## What you are asked to do
Reproduce precisely the lines between the start of the data below and the line with "#[derive(Debug, Clone, Copy, Default, PartialEq, Eq)]", both included.

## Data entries

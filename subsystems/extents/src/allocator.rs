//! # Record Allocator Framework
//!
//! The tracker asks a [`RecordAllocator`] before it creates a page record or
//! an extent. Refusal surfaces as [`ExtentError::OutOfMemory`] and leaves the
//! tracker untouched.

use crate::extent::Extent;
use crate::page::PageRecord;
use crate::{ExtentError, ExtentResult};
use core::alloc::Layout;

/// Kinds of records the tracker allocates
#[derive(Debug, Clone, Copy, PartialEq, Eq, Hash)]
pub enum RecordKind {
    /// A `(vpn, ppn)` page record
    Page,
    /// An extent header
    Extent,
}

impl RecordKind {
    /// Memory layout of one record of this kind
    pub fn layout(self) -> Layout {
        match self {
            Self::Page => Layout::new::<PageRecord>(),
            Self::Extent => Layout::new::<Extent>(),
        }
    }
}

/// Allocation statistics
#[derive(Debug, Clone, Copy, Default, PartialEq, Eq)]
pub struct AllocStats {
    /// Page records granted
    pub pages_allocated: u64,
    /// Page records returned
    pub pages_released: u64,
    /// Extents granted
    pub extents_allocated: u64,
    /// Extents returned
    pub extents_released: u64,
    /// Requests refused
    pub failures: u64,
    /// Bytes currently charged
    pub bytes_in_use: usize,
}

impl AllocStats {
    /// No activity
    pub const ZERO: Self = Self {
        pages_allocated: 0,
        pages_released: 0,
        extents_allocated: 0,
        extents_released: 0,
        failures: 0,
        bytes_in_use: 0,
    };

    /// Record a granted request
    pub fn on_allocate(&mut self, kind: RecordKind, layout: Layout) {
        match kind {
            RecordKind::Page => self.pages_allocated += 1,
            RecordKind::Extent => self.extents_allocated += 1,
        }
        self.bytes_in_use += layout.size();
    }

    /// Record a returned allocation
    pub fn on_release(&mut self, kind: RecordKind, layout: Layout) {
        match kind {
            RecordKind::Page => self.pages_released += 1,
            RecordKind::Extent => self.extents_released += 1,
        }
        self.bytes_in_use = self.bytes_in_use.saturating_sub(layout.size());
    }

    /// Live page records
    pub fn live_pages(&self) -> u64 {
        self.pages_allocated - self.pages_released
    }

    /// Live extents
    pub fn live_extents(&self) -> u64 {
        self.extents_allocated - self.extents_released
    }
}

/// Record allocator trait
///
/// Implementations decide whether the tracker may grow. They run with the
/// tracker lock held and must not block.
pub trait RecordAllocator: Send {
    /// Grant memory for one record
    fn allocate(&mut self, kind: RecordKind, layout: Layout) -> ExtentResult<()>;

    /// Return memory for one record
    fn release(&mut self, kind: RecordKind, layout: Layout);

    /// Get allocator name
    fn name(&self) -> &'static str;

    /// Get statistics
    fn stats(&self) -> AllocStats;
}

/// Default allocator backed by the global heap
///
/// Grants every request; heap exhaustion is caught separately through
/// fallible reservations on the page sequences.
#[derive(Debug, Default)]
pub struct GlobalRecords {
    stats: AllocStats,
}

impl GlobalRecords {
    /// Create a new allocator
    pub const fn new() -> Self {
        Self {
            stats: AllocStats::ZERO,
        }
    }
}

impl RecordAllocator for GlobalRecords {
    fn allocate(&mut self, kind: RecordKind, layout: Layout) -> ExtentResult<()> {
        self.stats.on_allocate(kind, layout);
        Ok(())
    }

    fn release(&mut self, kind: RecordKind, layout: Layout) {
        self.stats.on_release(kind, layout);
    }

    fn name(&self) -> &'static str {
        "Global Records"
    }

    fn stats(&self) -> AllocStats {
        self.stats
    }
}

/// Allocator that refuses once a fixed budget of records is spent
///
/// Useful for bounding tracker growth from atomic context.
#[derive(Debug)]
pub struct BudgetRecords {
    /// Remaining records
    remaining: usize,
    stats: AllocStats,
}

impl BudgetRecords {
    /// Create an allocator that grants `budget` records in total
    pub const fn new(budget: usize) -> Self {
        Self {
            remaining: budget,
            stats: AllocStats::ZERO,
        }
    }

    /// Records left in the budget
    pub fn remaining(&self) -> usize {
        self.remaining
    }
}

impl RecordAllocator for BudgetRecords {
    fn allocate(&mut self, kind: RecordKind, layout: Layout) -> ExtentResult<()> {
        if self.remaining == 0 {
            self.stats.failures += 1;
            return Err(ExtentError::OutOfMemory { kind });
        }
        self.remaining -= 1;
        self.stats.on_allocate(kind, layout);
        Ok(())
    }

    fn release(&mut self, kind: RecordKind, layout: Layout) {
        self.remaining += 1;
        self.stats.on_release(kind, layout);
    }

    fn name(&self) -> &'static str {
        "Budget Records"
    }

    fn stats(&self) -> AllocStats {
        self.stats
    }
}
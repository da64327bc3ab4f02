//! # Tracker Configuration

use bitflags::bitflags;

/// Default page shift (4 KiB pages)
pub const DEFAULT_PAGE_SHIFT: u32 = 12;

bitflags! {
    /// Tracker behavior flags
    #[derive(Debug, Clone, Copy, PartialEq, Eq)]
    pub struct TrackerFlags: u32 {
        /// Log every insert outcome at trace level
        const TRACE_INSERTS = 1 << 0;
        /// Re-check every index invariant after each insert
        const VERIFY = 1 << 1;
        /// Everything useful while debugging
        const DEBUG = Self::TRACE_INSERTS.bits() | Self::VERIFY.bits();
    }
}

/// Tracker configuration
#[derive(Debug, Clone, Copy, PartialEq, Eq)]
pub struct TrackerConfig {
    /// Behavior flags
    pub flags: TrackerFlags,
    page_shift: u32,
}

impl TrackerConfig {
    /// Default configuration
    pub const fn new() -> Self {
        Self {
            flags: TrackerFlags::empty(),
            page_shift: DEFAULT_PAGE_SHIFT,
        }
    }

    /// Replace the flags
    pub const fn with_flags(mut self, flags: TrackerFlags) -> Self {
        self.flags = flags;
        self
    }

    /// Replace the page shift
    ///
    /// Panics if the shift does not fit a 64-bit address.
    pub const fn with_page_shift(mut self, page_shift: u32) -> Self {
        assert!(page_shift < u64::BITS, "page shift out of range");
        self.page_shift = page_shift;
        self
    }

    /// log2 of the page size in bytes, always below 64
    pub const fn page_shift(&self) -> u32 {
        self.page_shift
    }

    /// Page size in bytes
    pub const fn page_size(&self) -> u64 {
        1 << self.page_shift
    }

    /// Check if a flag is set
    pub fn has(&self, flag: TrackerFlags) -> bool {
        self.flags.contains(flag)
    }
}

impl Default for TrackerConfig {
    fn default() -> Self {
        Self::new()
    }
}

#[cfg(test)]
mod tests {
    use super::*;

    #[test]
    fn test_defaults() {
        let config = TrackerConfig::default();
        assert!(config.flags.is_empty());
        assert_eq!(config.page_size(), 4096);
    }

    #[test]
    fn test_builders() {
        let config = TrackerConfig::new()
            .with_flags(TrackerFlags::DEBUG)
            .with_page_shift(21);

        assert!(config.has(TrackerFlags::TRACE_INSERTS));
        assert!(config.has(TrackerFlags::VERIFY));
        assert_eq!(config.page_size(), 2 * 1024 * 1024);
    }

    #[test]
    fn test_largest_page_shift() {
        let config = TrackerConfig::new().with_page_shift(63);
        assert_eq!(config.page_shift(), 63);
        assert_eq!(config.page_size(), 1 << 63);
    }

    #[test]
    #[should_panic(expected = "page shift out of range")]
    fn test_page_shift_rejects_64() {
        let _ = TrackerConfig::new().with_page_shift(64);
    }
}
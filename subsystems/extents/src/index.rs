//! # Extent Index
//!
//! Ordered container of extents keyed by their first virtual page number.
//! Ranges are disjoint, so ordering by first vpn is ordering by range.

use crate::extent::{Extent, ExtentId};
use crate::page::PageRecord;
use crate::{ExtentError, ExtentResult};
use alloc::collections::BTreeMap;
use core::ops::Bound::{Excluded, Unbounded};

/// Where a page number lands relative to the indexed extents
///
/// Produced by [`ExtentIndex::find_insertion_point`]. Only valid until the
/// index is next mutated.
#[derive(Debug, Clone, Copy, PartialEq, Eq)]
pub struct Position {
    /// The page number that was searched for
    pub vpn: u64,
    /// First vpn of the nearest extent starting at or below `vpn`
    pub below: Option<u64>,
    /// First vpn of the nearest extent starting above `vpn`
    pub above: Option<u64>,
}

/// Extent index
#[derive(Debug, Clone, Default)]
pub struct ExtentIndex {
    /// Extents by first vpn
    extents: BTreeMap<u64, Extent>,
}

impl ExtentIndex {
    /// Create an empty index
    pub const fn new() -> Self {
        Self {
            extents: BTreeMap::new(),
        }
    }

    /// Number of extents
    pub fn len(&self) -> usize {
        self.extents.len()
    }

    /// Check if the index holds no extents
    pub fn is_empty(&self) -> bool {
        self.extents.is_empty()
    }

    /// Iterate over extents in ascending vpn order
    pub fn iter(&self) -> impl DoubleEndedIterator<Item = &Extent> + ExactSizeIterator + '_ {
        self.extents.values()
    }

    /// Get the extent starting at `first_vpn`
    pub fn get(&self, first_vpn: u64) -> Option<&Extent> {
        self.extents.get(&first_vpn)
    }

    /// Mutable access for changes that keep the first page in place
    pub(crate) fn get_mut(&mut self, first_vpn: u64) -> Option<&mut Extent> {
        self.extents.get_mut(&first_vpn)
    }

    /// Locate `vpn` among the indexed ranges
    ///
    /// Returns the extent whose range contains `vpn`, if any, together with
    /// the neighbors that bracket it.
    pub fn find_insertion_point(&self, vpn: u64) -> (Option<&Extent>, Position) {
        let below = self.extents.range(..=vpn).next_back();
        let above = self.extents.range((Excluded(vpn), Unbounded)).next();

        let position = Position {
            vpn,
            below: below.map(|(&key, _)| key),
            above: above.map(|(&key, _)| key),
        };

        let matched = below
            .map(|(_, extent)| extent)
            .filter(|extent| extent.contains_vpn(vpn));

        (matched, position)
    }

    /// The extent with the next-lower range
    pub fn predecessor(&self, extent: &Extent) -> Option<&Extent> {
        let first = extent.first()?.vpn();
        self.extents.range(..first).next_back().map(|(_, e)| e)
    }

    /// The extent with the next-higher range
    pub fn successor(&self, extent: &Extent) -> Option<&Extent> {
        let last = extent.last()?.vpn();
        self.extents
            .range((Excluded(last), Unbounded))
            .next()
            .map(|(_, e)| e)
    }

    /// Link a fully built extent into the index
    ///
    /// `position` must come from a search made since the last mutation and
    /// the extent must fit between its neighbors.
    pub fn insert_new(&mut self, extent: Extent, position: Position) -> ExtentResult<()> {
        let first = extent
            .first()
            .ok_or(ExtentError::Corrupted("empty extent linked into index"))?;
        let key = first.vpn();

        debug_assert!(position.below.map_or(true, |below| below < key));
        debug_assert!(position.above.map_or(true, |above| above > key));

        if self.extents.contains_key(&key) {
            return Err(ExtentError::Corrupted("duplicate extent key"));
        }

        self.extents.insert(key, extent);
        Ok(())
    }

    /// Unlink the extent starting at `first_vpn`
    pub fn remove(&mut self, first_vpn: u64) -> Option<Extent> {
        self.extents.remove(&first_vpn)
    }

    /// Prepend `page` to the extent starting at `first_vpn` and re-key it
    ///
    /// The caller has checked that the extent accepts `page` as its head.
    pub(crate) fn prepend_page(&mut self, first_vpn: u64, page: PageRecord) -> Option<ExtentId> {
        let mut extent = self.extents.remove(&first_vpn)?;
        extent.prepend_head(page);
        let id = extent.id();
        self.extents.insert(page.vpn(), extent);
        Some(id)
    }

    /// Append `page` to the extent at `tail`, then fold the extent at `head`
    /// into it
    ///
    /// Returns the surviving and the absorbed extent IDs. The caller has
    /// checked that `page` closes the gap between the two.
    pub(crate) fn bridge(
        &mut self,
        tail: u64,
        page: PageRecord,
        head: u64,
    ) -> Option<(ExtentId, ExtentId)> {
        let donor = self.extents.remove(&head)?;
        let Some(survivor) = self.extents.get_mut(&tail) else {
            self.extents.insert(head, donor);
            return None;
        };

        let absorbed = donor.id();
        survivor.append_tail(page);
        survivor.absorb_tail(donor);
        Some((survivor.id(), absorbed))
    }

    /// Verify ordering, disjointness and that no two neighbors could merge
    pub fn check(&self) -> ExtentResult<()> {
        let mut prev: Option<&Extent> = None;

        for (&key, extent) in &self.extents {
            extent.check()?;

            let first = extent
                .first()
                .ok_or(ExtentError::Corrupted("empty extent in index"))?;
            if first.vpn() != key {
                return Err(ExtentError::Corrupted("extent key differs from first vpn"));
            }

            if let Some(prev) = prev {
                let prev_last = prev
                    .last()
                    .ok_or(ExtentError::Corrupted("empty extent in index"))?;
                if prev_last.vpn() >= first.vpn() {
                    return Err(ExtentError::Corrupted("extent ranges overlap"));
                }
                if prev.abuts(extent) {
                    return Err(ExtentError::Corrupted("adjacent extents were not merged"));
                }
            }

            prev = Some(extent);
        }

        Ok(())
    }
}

## Solution to the problem
filename subsystems/extents/src/allocator.rs
//! # Record Allocator Framework
//!
//! The tracker asks a [`RecordAllocator`] before it creates a page record or
//! an extent. Refusal surfaces as [`ExtentError::OutOfMemory`] and leaves the
//! tracker untouched.

use crate::extent::Extent;
use crate::page::PageRecord;
use crate::{ExtentError, ExtentResult};
use core::alloc::Layout;

/// Kinds of records the tracker allocates
#[derive(Debug, Clone, Copy, PartialEq, Eq, Hash)]
pub enum RecordKind {
    /// A `(vpn, ppn)` page record
    Page,
    /// An extent header
    Extent,
}

impl RecordKind {
    /// Memory layout of one record of this kind
    pub fn layout(self) -> Layout {
        match self {
            Self::Page => Layout::new::<PageRecord>(),
            Self::Extent => Layout::new::<Extent>(),
        }
    }
}

/// Allocation statistics
#[derive(Debug, Clone, Copy, Default, PartialEq, Eq)]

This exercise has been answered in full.